====== DATA LISTING ======

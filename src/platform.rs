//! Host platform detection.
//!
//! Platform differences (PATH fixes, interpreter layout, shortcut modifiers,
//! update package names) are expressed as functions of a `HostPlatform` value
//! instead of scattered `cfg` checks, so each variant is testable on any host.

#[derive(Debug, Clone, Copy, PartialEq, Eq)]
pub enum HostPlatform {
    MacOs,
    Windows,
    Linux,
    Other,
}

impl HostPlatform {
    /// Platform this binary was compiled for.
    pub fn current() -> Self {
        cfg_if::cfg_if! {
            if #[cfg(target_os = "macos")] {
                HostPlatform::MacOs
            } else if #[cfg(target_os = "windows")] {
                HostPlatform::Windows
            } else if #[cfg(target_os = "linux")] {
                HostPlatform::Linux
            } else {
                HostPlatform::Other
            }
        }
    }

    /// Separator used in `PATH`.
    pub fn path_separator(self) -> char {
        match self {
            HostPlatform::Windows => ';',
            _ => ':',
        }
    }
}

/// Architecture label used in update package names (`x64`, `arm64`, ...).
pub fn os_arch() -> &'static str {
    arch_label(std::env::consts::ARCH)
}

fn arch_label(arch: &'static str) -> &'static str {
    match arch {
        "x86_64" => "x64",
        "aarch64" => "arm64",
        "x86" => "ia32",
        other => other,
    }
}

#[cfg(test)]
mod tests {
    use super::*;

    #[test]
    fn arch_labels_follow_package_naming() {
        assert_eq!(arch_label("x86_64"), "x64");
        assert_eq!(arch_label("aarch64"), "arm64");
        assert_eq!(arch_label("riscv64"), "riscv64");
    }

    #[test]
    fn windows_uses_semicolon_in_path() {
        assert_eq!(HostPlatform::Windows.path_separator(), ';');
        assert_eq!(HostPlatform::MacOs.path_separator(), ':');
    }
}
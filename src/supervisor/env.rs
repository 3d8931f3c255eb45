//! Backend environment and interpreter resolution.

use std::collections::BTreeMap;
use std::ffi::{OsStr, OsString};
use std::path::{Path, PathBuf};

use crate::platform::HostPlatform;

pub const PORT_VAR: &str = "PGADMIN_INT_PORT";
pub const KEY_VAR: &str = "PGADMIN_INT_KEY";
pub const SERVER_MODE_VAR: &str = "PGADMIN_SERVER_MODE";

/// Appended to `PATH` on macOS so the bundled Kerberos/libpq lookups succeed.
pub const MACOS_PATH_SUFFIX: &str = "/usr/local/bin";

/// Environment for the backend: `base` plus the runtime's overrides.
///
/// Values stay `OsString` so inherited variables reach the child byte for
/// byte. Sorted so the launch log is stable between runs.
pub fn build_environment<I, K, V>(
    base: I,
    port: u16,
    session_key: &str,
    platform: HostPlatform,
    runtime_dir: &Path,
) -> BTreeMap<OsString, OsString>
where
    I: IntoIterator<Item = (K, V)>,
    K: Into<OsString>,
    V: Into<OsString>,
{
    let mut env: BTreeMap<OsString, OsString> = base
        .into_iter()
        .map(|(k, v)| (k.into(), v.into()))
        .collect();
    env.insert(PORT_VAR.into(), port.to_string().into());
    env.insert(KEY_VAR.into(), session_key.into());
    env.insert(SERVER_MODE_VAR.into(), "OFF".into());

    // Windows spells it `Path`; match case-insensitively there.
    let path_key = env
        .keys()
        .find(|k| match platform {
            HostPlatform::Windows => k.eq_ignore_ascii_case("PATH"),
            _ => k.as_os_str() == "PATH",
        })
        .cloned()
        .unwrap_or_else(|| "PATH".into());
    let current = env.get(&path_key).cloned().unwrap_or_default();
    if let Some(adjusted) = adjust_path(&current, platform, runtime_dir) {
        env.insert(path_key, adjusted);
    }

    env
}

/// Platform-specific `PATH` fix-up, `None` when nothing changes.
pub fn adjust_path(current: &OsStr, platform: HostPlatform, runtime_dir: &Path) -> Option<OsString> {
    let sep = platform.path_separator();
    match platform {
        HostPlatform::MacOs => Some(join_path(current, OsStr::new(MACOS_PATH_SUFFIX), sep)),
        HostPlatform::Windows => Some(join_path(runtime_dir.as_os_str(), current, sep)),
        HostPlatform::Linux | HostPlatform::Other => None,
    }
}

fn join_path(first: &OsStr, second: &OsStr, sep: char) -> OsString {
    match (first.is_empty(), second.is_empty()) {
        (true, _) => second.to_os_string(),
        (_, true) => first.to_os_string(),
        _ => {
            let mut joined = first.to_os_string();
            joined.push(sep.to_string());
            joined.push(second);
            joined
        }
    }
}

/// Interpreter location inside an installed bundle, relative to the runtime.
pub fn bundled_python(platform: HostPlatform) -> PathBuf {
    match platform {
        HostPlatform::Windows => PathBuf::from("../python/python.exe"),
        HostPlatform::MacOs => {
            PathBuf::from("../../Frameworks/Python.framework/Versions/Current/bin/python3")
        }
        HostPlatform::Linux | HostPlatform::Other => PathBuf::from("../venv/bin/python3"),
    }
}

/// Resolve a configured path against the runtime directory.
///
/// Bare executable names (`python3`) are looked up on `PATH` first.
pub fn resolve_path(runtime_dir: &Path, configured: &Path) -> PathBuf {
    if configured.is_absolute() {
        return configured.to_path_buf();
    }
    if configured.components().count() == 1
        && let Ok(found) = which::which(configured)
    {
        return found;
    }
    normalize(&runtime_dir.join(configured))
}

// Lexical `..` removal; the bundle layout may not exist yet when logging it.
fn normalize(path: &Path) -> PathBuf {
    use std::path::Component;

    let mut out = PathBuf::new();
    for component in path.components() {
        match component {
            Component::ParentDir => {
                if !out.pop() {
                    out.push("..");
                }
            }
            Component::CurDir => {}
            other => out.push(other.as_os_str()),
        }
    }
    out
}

======

§ **EXERCISE DIRECTIONS**
Copy down every line of the entries containing the word "found".

§ **YOUR SOLUTION**
        && let Ok(found) = which::which(configured)
        return found;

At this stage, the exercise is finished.